If it did come from God, then that person would be a hero in Kierkegaard's eyes. A rational explanation for such a sacrifice would be unnecessary as you suggest. To Kierkegaard, that's God's problem... :sombrero:

s
28 Sep 2004, 08:02 PM
I chose "hero." I would rather be remembered as a hero, than an idiot and I am eventually going to die. I would rather die worthy of respectful remembrance and gain a tiny piece of immortality.

Besides, I am Wonder Woman.

Claverhouse
28 Sep 2004, 11:52 PM
second of all I believe you can only criticize them on the basis of THEIR belief system and insofar as to not stray from your belief system.


Yeah, but, occasionally kids have knocked themselves off because their favourite pop-star was getting married. Some belief-systems are beneath contempt. ( Like in democracy ).



Claverhouse :ph34r:

greenintp
28 Sep 2004, 11:57 PM
My beliefs change almost on a daily basis. Therefore it would make me... an idiot.

Vagabond
29 Sep 2004, 03:16 AM
I chose "hero." I would rather be remembered as a hero, than an idiot and I am eventually going to die. I would rather die worthy of respectful remembrance and gain a tiny piece of immortality.
That's weird, I am the other way around. I don't give a crap about being remembered. It won't do *me* any good anyway.

s
29 Sep 2004, 04:06 AM
I chose "hero." I would rather be remembered as a hero, than an idiot and I am eventually going to die. I would rather die worthy of respectful remembrance and gain a tiny piece of immortality.
That's weird, I am the other way around. I don't give a crap about being remembered. It won't do *me* any good anyway.

It will help my offspring more than being remembered as the idiot.

You probably would not care, so don't sweat it.

Vagabond
29 Sep 2004, 04:21 AM
I probably would not care about my offspring? Lol, that's a good joke. I don't think heroes are stupid to start with. Plus, I think my offspring should have a personality of their own to depend on rather than need mine as a crutch. But when it comes to opinions, each to their own, I guess.

s
29 Sep 2004, 04:34 AM
yea...

Jkrs
29 Sep 2004, 04:49 PM
There also needs to be an option for 'both'.

[Addendum: 404th post. :D]

cloakable
29 Sep 2004, 04:53 PM
i clicked hero, but if there was a "dead" option i would have clicked that.

There also needs to be an option for 'both'.

This is what happens if you put a poll in a forum full of NP's :D :ph34r: :D

Johnny
29 Sep 2004, 05:15 PM
I think my offspring should have a personality of their own to depend on rather than need mine as a crutch.

Don't worry, they will... :sombrero:

Claverhouse
29 Sep 2004, 08:54 PM
Never seemed to worry the Bonaparte clan.
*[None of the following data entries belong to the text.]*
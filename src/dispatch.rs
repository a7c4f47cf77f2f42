//! Dispatch stubs (spec §4.7): the `popall_*` prologue/epilogue glue emitted once, at
//! [`crate::JitEngine::new`] time, into a dedicated RX page. Every exit from compiled code back
//! to the outer loop, and every entry into it, passes through one of these.

use mmap_rs::{Mmap, MmapMut, MmapOptions};

use crate::backend::x86_64::{self, GpReg};
use crate::backend::Size;
use crate::error::Error;

/// Byte offsets of each stub within the popall page, resolved once at construction.
#[derive(Debug, Clone, Copy)]
pub struct DispatchStubs {
    /// Entry point from the embedder: saves callee-preserved host registers, loads the guest
    /// state pointer, and jumps into the PC-indexed handler table. The Rust analogue of
    /// `pushall_call_handler`.
    pub enter_offset: usize,
    /// Exit point compiled blocks jump to when `spcflags` is non-zero at a checked boundary:
    /// restores callee-preserved registers and returns control to [`crate::JitEngine::enter`].
    pub exit_offset: usize,
    len: usize,
}

/// Which host GPR is reserved to carry the `&GuestState` pointer across compiled code (spec §9:
/// "the dispatch stubs embed `&JitEngine as *const _`/state pointer as an absolute immediate").
pub const STATE_PTR_REG: GpReg = GpReg::R15;

fn emit_enter_stub(buf: &mut Vec<u8>) {
    // Save callee-saved registers we are about to clobber (System V AMD64 ABI: rbx, rbp,
    // r12-r15), matching `hy-rs`'s save/restore framing around its VM-entry trampoline.
    for reg in [GpReg::Rbx, GpReg::Rbp, GpReg::R12, GpReg::R13, GpReg::R14, GpReg::R15] {
        x86_64::emit_push_r(buf, reg);
    }
    // System V: first argument (the `&mut GuestState`) arrives in RDI; keep it pinned in R15
    // for the lifetime of the dispatch loop.
    x86_64::emit_mov_rr(buf, Size::Q, STATE_PTR_REG, GpReg::Rdi);
    // Jump through the handler pointer the caller placed in RSI (second argument): the resolved
    // `BlockInfo::handler_offset` address for the current PC.
    x86_64::emit_jmp_indirect_r(buf, GpReg::Rsi);
}

fn emit_exit_stub(buf: &mut Vec<u8>) {
    for reg in [GpReg::R15, GpReg::R14, GpReg::R13, GpReg::R12, GpReg::Rbp, GpReg::Rbx] {
        x86_64::emit_pop_r(buf, reg);
    }
    x86_64::emit_ret(buf);
}

impl DispatchStubs {
    /// Emits the stubs into a fresh RW mapping and flips it to RX, returning both the stub
    /// offsets and the mapping itself (kept alive by the caller for the engine's lifetime).
    pub fn build() -> Result<(Self, Mmap), Error> {
        let mut code = Vec::new();

        let enter_offset = code.len();
        emit_enter_stub(&mut code);
        let exit_offset = code.len();
        emit_exit_stub(&mut code);

        const PAGE_SIZE: usize = 4096;
        let len = code.len().max(1);
        let mapped_len = ((len + PAGE_SIZE - 1) / PAGE_SIZE) * PAGE_SIZE;

        let mut mapping: MmapMut = MmapOptions::new(mapped_len)?.map_mut()?;
        mapping[..code.len()].copy_from_slice(&code);
        let mapping = mapping.make_exec()?;

        Ok((
            Self {
                enter_offset,
                exit_offset,
                len,
            },
            mapping,
        ))
    }

    pub fn len(&self) -> usize {
        self.len
    }
}
#[cfg(test)]
mod tests {
    use super::*;
    use crate::backend::x86_64::X86_64;
    use crate::config::JitConfig;
    use crate::memory::{FlatMemory, GuestMemory};
    use crate::vreg::VRegFile;

    fn write_u16(mem: &mut FlatMemory, addr: u32, value: u16) {
        mem.write_u16(addr, value);
    }

    #[test]
    fn straight_line_trace_ends_in_exit_to_dispatch() {
        let mut mem = FlatMemory::new(0x10000);
        // ADD.L D1,D0 at 0x1000.
        write_u16(&mut mem, 0x1000, 0xd081);

        let mut trace = Trace::new();
        trace.push(0x1000, 0xd081);

        let mut file = VRegFile::new();
        let mut mid = MidLayer::<X86_64>::new();
        let config = JitConfig::default();

        let out = compile_trace(
            &mut mid,
            &mut file.gpr,
            &mut mem,
            &trace,
            GpReg::R15,
            GpReg::Rcx,
            0xdead_beef,
            &config,
            &BlockCache::<X86_64>::new(crate::config::MIN_CACHE_SIZE_KB).unwrap(),
            0,
        )
        .unwrap();

        assert!(!out.code.is_empty());
        assert_eq!(out.checksums.len(), 1);
        assert_eq!(out.checksums[0].start, 0x1000);
    }

    #[test]
    fn rts_exits_immediately_without_compiling_it() {
        let mut mem = FlatMemory::new(0x10000);
        write_u16(&mut mem, 0x2000, OPCODE_RTS);

        let mut trace = Trace::new();
        trace.push(0x2000, OPCODE_RTS);

        let mut file = VRegFile::new();
        let mut mid = MidLayer::<X86_64>::new();
        let config = JitConfig::default();

        let out = compile_trace(
            &mut mid,
            &mut file.gpr,
            &mut mem,
            &trace,
            GpReg::R15,
            GpReg::Rcx,
            0xdead_beef,
            &config,
            &BlockCache::<X86_64>::new(crate::config::MIN_CACHE_SIZE_KB).unwrap(),
            0,
        )
        .unwrap();

        assert!(!out.code.is_empty());
    }

    #[test]
    fn bcc_without_live_flags_bails_to_interpreter() {
        let mut mem = FlatMemory::new(0x10000);
        // BEQ.B *+4 at 0x3000, opcode 0110 0111 00000010 = 0x6702.
        write_u16(&mut mem, 0x3000, 0x6702);

        let mut trace = Trace::new();
        trace.push(0x3000, 0x6702);

        let mut file = VRegFile::new();
        let mut mid = MidLayer::<X86_64>::new();
        let config = JitConfig::default();

        let out = compile_trace(
            &mut mid,
            &mut file.gpr,
            &mut mem,
            &trace,
            GpReg::R15,
            GpReg::Rcx,
            0xdead_beef,
            &config,
            &BlockCache::<X86_64>::new(crate::config::MIN_CACHE_SIZE_KB).unwrap(),
            0,
        )
        .unwrap();

        // No live flags at block entry, so this must be a plain exit-to-dispatch, not a Jcc.
        assert!(!out.code.iter().any(|&b| b == 0x0f));
    }

    #[test]
    fn bcc_with_live_flags_emits_a_native_conditional_jump() {
        let mut mem = FlatMemory::new(0x10000);
        write_u16(&mut mem, 0x4000, 0xd081); // ADD.L D1,D0
        write_u16(&mut mem, 0x4002, 0x6702); // BEQ.B *+4

        let mut trace = Trace::new();
        trace.push(0x4000, 0xd081);
        trace.push(0x4002, 0x6702);

        let mut file = VRegFile::new();
        let mut mid = MidLayer::<X86_64>::new();
        let config = JitConfig::default();

        let out = compile_trace(
            &mut mid,
            &mut file.gpr,
            &mut mem,
            &trace,
            GpReg::R15,
            GpReg::Rcx,
            0xdead_beef,
            &config,
            &BlockCache::<X86_64>::new(crate::config::MIN_CACHE_SIZE_KB).unwrap(),
            0,
        )
        .unwrap();

        assert_eq!(out.checksums.len(), 2);
        // A near-conditional-jump opcode (0f 8x) must appear once ADD left flags live.
        assert!(out.code.windows(2).any(|w| w[0] == 0x0f && (0x80..=0x8f).contains(&w[1])));
    }

    #[test]
    fn cond_reads_matches_the_compound_conditions() {
        let hi_ls = cond_reads(Cond::Hi);
        assert!(hi_ls.c && hi_ls.z && !hi_ls.n && !hi_ls.v);
        let gt_le = cond_reads(Cond::Gt);
        assert!(gt_le.n && gt_le.v && gt_le.z && !gt_le.c);
    }
}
They made, and make, an entire living from the sacred memory of the little cult.



Legitimist to the core


Claverhouse :ph34r:

candela
4 Oct 2004, 05:38 AM
Define hero.

candela
4 Oct 2004, 05:40 AM
Ever hear of the Puritan guy who was put to death because he refused to shave off his beard? It happened long long ago in Massachusetts, I think. He died for his belief that men should be able to wear beards. Was he a hero or an idiot?I'm glad somebody stood up for my right to not shave. He's my hero.